[Dataset extract]:
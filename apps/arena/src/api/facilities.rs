//! Facility catalogue and the per-day slot grid.

use super::AppState;
use super::auth::CurrentUser;
use super::response::{ApiError, ApiJson, ApiQuery, created, done, ok, parse_id};
use arena_core::clock::parse_date;
use arena_core::{FacilityDraft, FacilityId, FacilityPatch};
use axum::Extension;
use axum::extract::{Path, State};
use axum::response::Response;
use serde::Deserialize;
use tracing::info;

#[derive(Debug, Default, Deserialize)]
pub struct SlotsQuery {
    pub date: Option<String>,
    pub days: Option<u32>,
}

/// POST /api/v1/facility
pub async fn create(
    State(state): State<AppState>,
    Extension(caller): Extension<CurrentUser>,
    ApiJson(draft): ApiJson<FacilityDraft>,
) -> Result<Response, ApiError> {
    caller.require_admin()?;
    let facility = state.run(move |store| store.create_facility(draft)).await?;
    info!(facility = %facility.id, name = %facility.name, "facility created");
    Ok(created(facility))
}

/// GET /api/v1/facility/all
pub async fn list(State(state): State<AppState>) -> Result<Response, ApiError> {
    let facilities = state.run(|store| store.list_facilities()).await?;
    Ok(ok(facilities))
}

/// GET /api/v1/facility/{id}
pub async fn get_one(
    State(state): State<AppState>,
    Path(id): Path<String>,
) -> Result<Response, ApiError> {
    let id: FacilityId = parse_id(&id, "facility")?;
    let facility = state.run(move |store| store.facility(id)).await?;
    Ok(ok(facility))
}

/// PATCH /api/v1/facility/{id}
pub async fn update(
    State(state): State<AppState>,
    Extension(caller): Extension<CurrentUser>,
    Path(id): Path<String>,
    ApiJson(patch): ApiJson<FacilityPatch>,
) -> Result<Response, ApiError> {
    let id: FacilityId = parse_id(&id, "facility")?;
    caller.require_admin()?;
    let facility = state
        .run(move |store| store.update_facility(id, patch))
        .await?;
    info!(facility = %facility.id, "facility updated");
    Ok(ok(facility))
}

/// DELETE /api/v1/facility/{id}
pub async fn remove(
    State(state): State<AppState>,
    Extension(caller): Extension<CurrentUser>,
    Path(id): Path<String>,
) -> Result<Response, ApiError> {
    let id: FacilityId = parse_id(&id, "facility")?;
    caller.require_admin()?;
    state.run(move |store| store.delete_facility(id)).await?;
    info!(facility = %id, "facility deleted");
    Ok(done("facility deleted"))
}

/// GET /api/v1/facility/{id}/slots?date=&days=
///
/// Slots booked by the caller show as `my-booking`.
pub async fn slots(
    State(state): State<AppState>,
    Extension(caller): Extension<CurrentUser>,
    Path(id): Path<String>,
    ApiQuery(query): ApiQuery<SlotsQuery>,
) -> Result<Response, ApiError> {
    let id: FacilityId = parse_id(&id, "facility")?;
    let viewer = caller.id();
    let grids = state
        .run(move |store| {
            let from = match query.date.as_deref() {
                Some(raw) => parse_date(raw)?,
                None => store.clock().today(),
            };
            store.day_grids(id, from, query.days.unwrap_or(1), Some(viewer))
        })
        .await?;
    Ok(ok(grids))
}
//! Training sessions.

use super::auth::CurrentUser;
use super::response::{ApiError, ApiJson, ApiQuery, created, done, ok, parse_id};
use super::{AppState, DateQuery};
use arena_core::clock::parse_date;
use arena_core::{FacilityId, Session, SessionDraft, SessionId, SessionWithCount, UserId};
use axum::Extension;
use axum::extract::{Path, State};
use axum::response::Response;
use serde::Serialize;
use tracing::info;

/// A session with its number of active registrations.
#[derive(Debug, Serialize)]
pub struct SessionView {
    #[serde(flatten)]
    pub session: Session,
    pub registered_count: usize,
}

impl From<SessionWithCount> for SessionView {
    fn from((session, registered_count): SessionWithCount) -> Self {
        Self {
            session,
            registered_count,
        }
    }
}

fn views(sessions: Vec<SessionWithCount>) -> Vec<SessionView> {
    sessions.into_iter().map(SessionView::from).collect()
}

/// POST /api/v1/sessions
///
/// Trainers create sessions they lead; admins may name any trainer.
pub async fn create(
    State(state): State<AppState>,
    Extension(caller): Extension<CurrentUser>,
    ApiJson(draft): ApiJson<SessionDraft>,
) -> Result<Response, ApiError> {
    caller.require_trainer_or_admin()?;
    let trainer_id = if caller.is_admin() {
        draft.trainer_id.unwrap_or(caller.id())
    } else {
        caller.id()
    };
    let session = state
        .run(move |store| store.create_session(draft, trainer_id))
        .await?;
    info!(session = %session.id, trainer = %trainer_id, date = %session.date, "session created");
    Ok(created(SessionView {
        session,
        registered_count: 0,
    }))
}

/// Load a session and check the caller leads it or is an admin.
async fn owned_session(
    state: &AppState,
    caller: &CurrentUser,
    raw: &str,
) -> Result<SessionId, ApiError> {
    let id: SessionId = parse_id(raw, "session")?;
    let session = state.run(move |store| store.session(id)).await?;
    caller.require_self_or_admin(session.trainer_id)?;
    Ok(id)
}

/// DELETE /api/v1/sessions/{id}
pub async fn remove(
    State(state): State<AppState>,
    Extension(caller): Extension<CurrentUser>,
    Path(id): Path<String>,
) -> Result<Response, ApiError> {
    let id = owned_session(&state, &caller, &id).await?;
    state.run(move |store| store.delete_session(id)).await?;
    info!(session = %id, by = %caller.id(), "session deleted");
    Ok(done("session deleted"))
}

/// POST /api/v1/sessions/cancel/{id}
pub async fn cancel(
    State(state): State<AppState>,
    Extension(caller): Extension<CurrentUser>,
    Path(id): Path<String>,
) -> Result<Response, ApiError> {
    let id = owned_session(&state, &caller, &id).await?;
    let session = state.run(move |store| store.cancel_session(id)).await?;
    info!(session = %id, by = %caller.id(), "session canceled");
    Ok(ok(session))
}

/// GET /api/v1/sessions/facility/{id}?date=
pub async fn for_facility(
    State(state): State<AppState>,
    Path(id): Path<String>,
    ApiQuery(query): ApiQuery<DateQuery>,
) -> Result<Response, ApiError> {
    let facility_id: FacilityId = parse_id(&id, "facility")?;
    let sessions = state
        .run(move |store| {
            let date = query.date.as_deref().map(parse_date).transpose()?;
            store.sessions_for_facility(facility_id, date)
        })
        .await?;
    Ok(ok(views(sessions)))
}

/// GET /api/v1/sessions/trainer/{id}?date=
pub async fn for_trainer(
    State(state): State<AppState>,
    Path(id): Path<String>,
    ApiQuery(query): ApiQuery<DateQuery>,
) -> Result<Response, ApiError> {
    let trainer_id: UserId = parse_id(&id, "trainer")?;
    let sessions = state
        .run(move |store| {
            let date = query.date.as_deref().map(parse_date).transpose()?;
            store.sessions_for_trainer(trainer_id, date)
        })
        .await?;
    Ok(ok(views(sessions)))
}
//! Facility reviews and ratings.

use super::auth::CurrentUser;
use super::response::{ApiError, ApiJson, ApiQuery, created, done, ok, parse_id};
use super::{AppState, PageQuery};
use arena_core::{FacilityId, ReviewDraft, ReviewId};
use axum::Extension;
use axum::extract::{Path, State};
use axum::response::Response;
use tracing::info;

/// POST /api/v1/facility/{id}/review
pub async fn create(
    State(state): State<AppState>,
    Extension(caller): Extension<CurrentUser>,
    Path(id): Path<String>,
    ApiJson(draft): ApiJson<ReviewDraft>,
) -> Result<Response, ApiError> {
    let facility_id: FacilityId = parse_id(&id, "facility")?;
    let author = caller.id();
    let review = state
        .run(move |store| store.create_review(facility_id, author, draft))
        .await?;
    info!(review = %review.id, facility = %facility_id, rating = review.rating, "review created");
    Ok(created(review))
}

/// GET /api/v1/facility/{id}/reviews
pub async fn list(
    State(state): State<AppState>,
    Path(id): Path<String>,
    ApiQuery(page): ApiQuery<PageQuery>,
) -> Result<Response, ApiError> {
    let facility_id: FacilityId = parse_id(&id, "facility")?;
    let reviews = state
        .run(move |store| store.reviews_for_facility(facility_id, page.offset))
        .await?;
    Ok(ok(reviews))
}

/// GET /api/v1/facility/{id}/rating
pub async fn rating(
    State(state): State<AppState>,
    Path(id): Path<String>,
) -> Result<Response, ApiError> {
    let facility_id: FacilityId = parse_id(&id, "facility")?;
    let summary = state.run(move |store| store.rating(facility_id)).await?;
    Ok(ok(summary))
}

/// DELETE /api/v1/facility/review/{id}
pub async fn remove(
    State(state): State<AppState>,
    Extension(caller): Extension<CurrentUser>,
    Path(id): Path<String>,
) -> Result<Response, ApiError> {
    let id: ReviewId = parse_id(&id, "review")?;
    let review = state.run(move |store| store.review(id)).await?;
    caller.require_self_or_admin(review.user_id)?;
    state.run(move |store| store.delete_review(id)).await?;
    info!(review = %id, by = %caller.id(), "review deleted");
    Ok(done("review deleted"))
}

[Action item]:
Collect every line above that contains the word "FacilityPatch".

[Written solution]:
use arena_core::{FacilityDraft, FacilityId, FacilityPatch};
    ApiJson(patch): ApiJson<FacilityPatch>,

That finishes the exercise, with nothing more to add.